Not very important, which is why I started listening to a lot of music genres that don’t have lyrics (chill out, lounge, electronic). I still think lyrics are important, but only if they’re really good.

Even the lyrics of some of best songs in history are pretty lame, in my opinion.

stardust's avatar

I like various genres, including tunes without lyrics. In terms of most songs that have lyrics, they’re quite important to me. However, if I just feel like dancing around the house, getting ready for a night out on the town, etc, lyrics aren’t always as important to me.

GabrielsLamb's avatar

@ANef_is_Enuf THanks… That piece of music played by those two genius men gives me to the geese! Totally! That is REDONKULOUSLY awesome I agree. and yet… no words!

wundayatta's avatar

I don’t like lyrics at all. They are extremely annoying and usually get in the way of my enjoyment of the music.

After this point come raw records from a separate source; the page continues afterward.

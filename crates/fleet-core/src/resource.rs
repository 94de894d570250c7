//! Fleet resource vocabulary: the kind enum and the descriptor the external
//! fleet catalog hands to the simulation at startup.

use std::fmt;

use crate::ResourceId;

/// The kind of a fleet resource.  Drives route assignment, operating mode,
/// and speed range at initialization.
///
/// The mapping from kind to route topology lives in `fleet-catalog`; the kind
/// is explicit data on the descriptor, never derived from parsing an id
/// string.
#[derive(Copy, Clone, PartialEq, Eq, Hash, Debug)]
#[cfg_attr(feature = "serde", derive(serde::Serialize, serde::Deserialize))]
pub enum ResourceKind {
    /// Snow plow / road-maintenance truck on a fixed patrol route.
    Plow,
    /// Haul truck cycling depot → quarry → project area → depot.
    Haul,
    /// Wheel loader working a tight loop inside a quarry.
    Loader,
    /// Excavator working a project area.
    Excavator,
    /// Anything else (service vans, trailers) — parked at the depot.
    Utility,
}

impl ResourceKind {
    pub fn as_str(self) -> &'static str {
        match self {
            ResourceKind::Plow      => "plow",
            ResourceKind::Haul      => "haul",
            ResourceKind::Loader    => "loader",
            ResourceKind::Excavator => "excavator",
            ResourceKind::Utility   => "utility",
        }
    }
}

impl fmt::Display for ResourceKind {
    fn fmt(&self, f: &mut fmt::Formatter<'_>) -> fmt::Result {
        f.write_str(self.as_str())
    }
}

/// One entry of the external fleet catalog, read once at initialization.
#[derive(Copy, Clone, Debug, PartialEq, Eq)]
#[cfg_attr(feature = "serde", derive(serde::Serialize, serde::Deserialize))]
pub struct ResourceDescriptor {
    /// Identity in the external fleet catalog.  Immutable.
    pub id: ResourceId,

    /// Kind, as explicit data.
    pub kind: ResourceKind,

    /// Ordinal of this unit among resources of the same kind (0-based).
    /// Route assignment keys off this index: patrol route selection, quarry
    /// parity, project-area rotation.
    pub unit_index: u32,
}

impl ResourceDescriptor {
    pub const fn new(id: ResourceId, kind: ResourceKind, unit_index: u32) -> Self {
        Self { id, kind, unit_index }
    }
}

Part of the problem… maybe most of it is that I cannot understand the lyrics—singers usually don’t enunciate very clearly.

Chicken and egg here. Maybe I don’t understand lyrics because that’s not what I want in music or maybe I like melody and sound better because I can’t understand the lyrics. I tend to like to do things while listening to music, and if there are words I do understand, it is very distracting.

Music works on a different level of my mind. It does not work at the linguistic level, but at a more subconscious level. It helps me settle into a meditative state when my focus can be quite strong. Lyrics ruin that.

Ellis1919's avatar

It depends on my mood. Sometimes I like to listen just for the lyrics because I love them so much and other times I just need a certain sound to get me through.

glenjamin's avatar

I posed a similar question a while back. Usually this depends on my mood, sometimes I look for songs with a certain style of lyrics to fit my mood, other times I prioritize the sound/energy of the track. If I really don’t like the lyrics of a song I won’t listen to it, but this doesn’t happen too often (I usually stay away from music with those types of lyrics anyway). I like to know the lyrics but sometimes it is hard to decipher some artists, in which case I will still listen if I like the music. For most of what I listen to the lyrics are pretty abstract anyway, so alot is open for interpretation. The music usually takes the most precedence for me in most cases, and lyrical style seems to be similar within genres. i.e. a dance song can have the most brilliant lyrics, but I won’t listen to it because it’s dance music. The same with country, R&B, and a host of other genres I simply won’t listen to.

flutherother's avatar

I really prefer instrumental music but lyrics add poetry to the music and each draws strength and meaning from the other. At least this is how it seems to me when the lyrics are good; the words seem charged with meaning however trite they may appear when written down on the page.

DrBill's avatar

I knew a girl who loved a song, I ask her if she ever really listened to the the words, and she said “well kind of” I told her to listen to the whole song, and pay attention to the words, she did, now she refuses to ever listen to it again.

Scooby's avatar

So long as I can bang my head, tap my feet to the rhythm, words aren’t that important….. I’m partially deaf anyway so the louder the better, Which will probably drown out the words for me anyway………… :-/ so long as it’s not Rap music I can pretty much feel all other music…

Blackberry's avatar

I was just listening to Jane’s Addiction’s “Been caught Stealin’” Even though it sounds great, the message isn’t very great, so I just listen to the tune lol.